[Dataset entries]
____________
//! OpenTelemetry integration.
//!
//! # Responsibilities
//! - Install the W3C trace-context and baggage propagators
//! - Create the client span wrapping every traced call
//! - Derive request/response span attributes
//!
//! # Design Decisions
//! - Optional: with no propagator or tracer installed everything here is a
//!   no-op
//! - Credential headers are never copied into span attributes

use axum::body::Body;
use axum::http::{header, Method, Request, Response, Uri};
use opentelemetry::propagation::TextMapCompositePropagator;
use opentelemetry::KeyValue;
use opentelemetry_sdk::propagation::{BaggagePropagator, TraceContextPropagator};
use tracing_opentelemetry::OpenTelemetrySpanExt;

use crate::propagation::fields::{SHARE_TOKEN, TOKEN};

const SENSITIVE_HEADERS: &[&str] = &[
    "authorization",
    "proxy-authorization",
    "cookie",
    TOKEN,
    SHARE_TOKEN,
];

/// Whether a header carries credentials and must stay out of logs and spans.
pub fn is_sensitive_header(name: &str) -> bool {
    SENSITIVE_HEADERS.iter().any(|h| name.eq_ignore_ascii_case(h))
}

/// Install trace-context + baggage as the global text-map propagator.
pub fn install_propagators() {
    opentelemetry::global::set_text_map_propagator(TextMapCompositePropagator::new(vec![
        Box::new(TraceContextPropagator::new()),
        Box::new(BaggagePropagator::new()),
    ]));
}

/// Span name for a call: `Call: <host><path> <METHOD>`, or
/// `<service>: <path> <METHOD>` when the client names its downstream service.
pub fn span_name(method: &Method, uri: &Uri, service_name: Option<&str>) -> String {
    match service_name {
        Some(service) => format!("{}: {} {}", service, uri.path(), method),
        None => format!(
            "Call: {}{} {}",
            uri.authority().map(|a| a.as_str()).unwrap_or_default(),
            uri.path(),
            method
        ),
    }
}

/// Span wrapping one outbound call.
pub fn client_span(method: &Method, uri: &Uri, service_name: Option<&str>) -> tracing::Span {
    tracing::info_span!(
        "http_client",
        otel.kind = "client",
        otel.name = %span_name(method, uri, service_name),
        http.request.method = %method,
        url.full = %uri,
    )
}

fn content_length(headers: &axum::http::HeaderMap) -> Option<i64> {
    headers
        .get(header::CONTENT_LENGTH)
        .and_then(|v| v.to_str().ok())
        .and_then(|v| v.parse().ok())
}

/// Header and query attributes of an outgoing request.
pub fn request_attributes(request: &Request<Body>) -> Vec<KeyValue> {
    let mut attrs = Vec::new();

    if let Some(len) = content_length(request.headers()) {
        attrs.push(KeyValue::new("http.request.content_length", len));
    }

    for (name, value) in request.headers() {
        let name = name.as_str().to_ascii_lowercase();
        if is_sensitive_header(&name) || value.is_sensitive() {
            continue;
        }
        if let Ok(value) = value.to_str() {
            attrs.push(KeyValue::new(
                format!("http.request.header.{}", name),
                value.to_string(),
            ));
        }
    }

    if let Some(query) = request.uri().query() {
        for (key, value) in url::form_urlencoded::parse(query.as_bytes()) {
            attrs.push(KeyValue::new(
                format!("http.request.query.{}", key),
                value.into_owned(),
            ));
        }
    }

    attrs
}

/// Attributes for form parameters sent in a request body.
pub fn form_attributes(params: &[(&str, &str)]) -> Vec<KeyValue> {
    params
        .iter()
        .map(|(k, v)| KeyValue::new(format!("http.request.form.{}", k), v.to_string()))
        .collect()
}

/// Status and size of a response.
pub fn response_attributes(response: &Response<Body>) -> Vec<KeyValue> {
    let mut attrs = vec![KeyValue::new(
        "http.response.status_code",
        i64::from(response.status().as_u16()),
    )];
    if let Some(len) = content_length(response.headers()) {
        attrs.push(KeyValue::new("http.response.content_length", len));
    }
    attrs
}

/// Set `attrs` on `span`.
pub fn record_attributes(span: &tracing::Span, attrs: Vec<KeyValue>) {
    for kv in attrs {
        span.set_attribute(kv.key, kv.value);
    }
}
____________
Of the lines above, extract only those from the line with "Option<&str>) -> String" to the line with "let mut attrs = Vec::new();", both included, exactly as written.

pub fn span_name(method: &Method, uri: &Uri, service_name: Option<&str>) -> String {
    match service_name {
        Some(service) => format!("{}: {} {}", service, uri.path(), method),
        None => format!(
            "Call: {}{} {}",
            uri.authority().map(|a| a.as_str()).unwrap_or_default(),
            uri.path(),
            method
        ),
    }
}

/// Span wrapping one outbound call.
pub fn client_span(method: &Method, uri: &Uri, service_name: Option<&str>) -> tracing::Span {
    tracing::info_span!(
        "http_client",
        otel.kind = "client",
        otel.name = %span_name(method, uri, service_name),
        http.request.method = %method,
        url.full = %uri,
    )
}

fn content_length(headers: &axum::http::HeaderMap) -> Option<i64> {
    headers
        .get(header::CONTENT_LENGTH)
        .and_then(|v| v.to_str().ok())
        .and_then(|v| v.parse().ok())
}

/// Header and query attributes of an outgoing request.
pub fn request_attributes(request: &Request<Body>) -> Vec<KeyValue> {
    let mut attrs = Vec::new();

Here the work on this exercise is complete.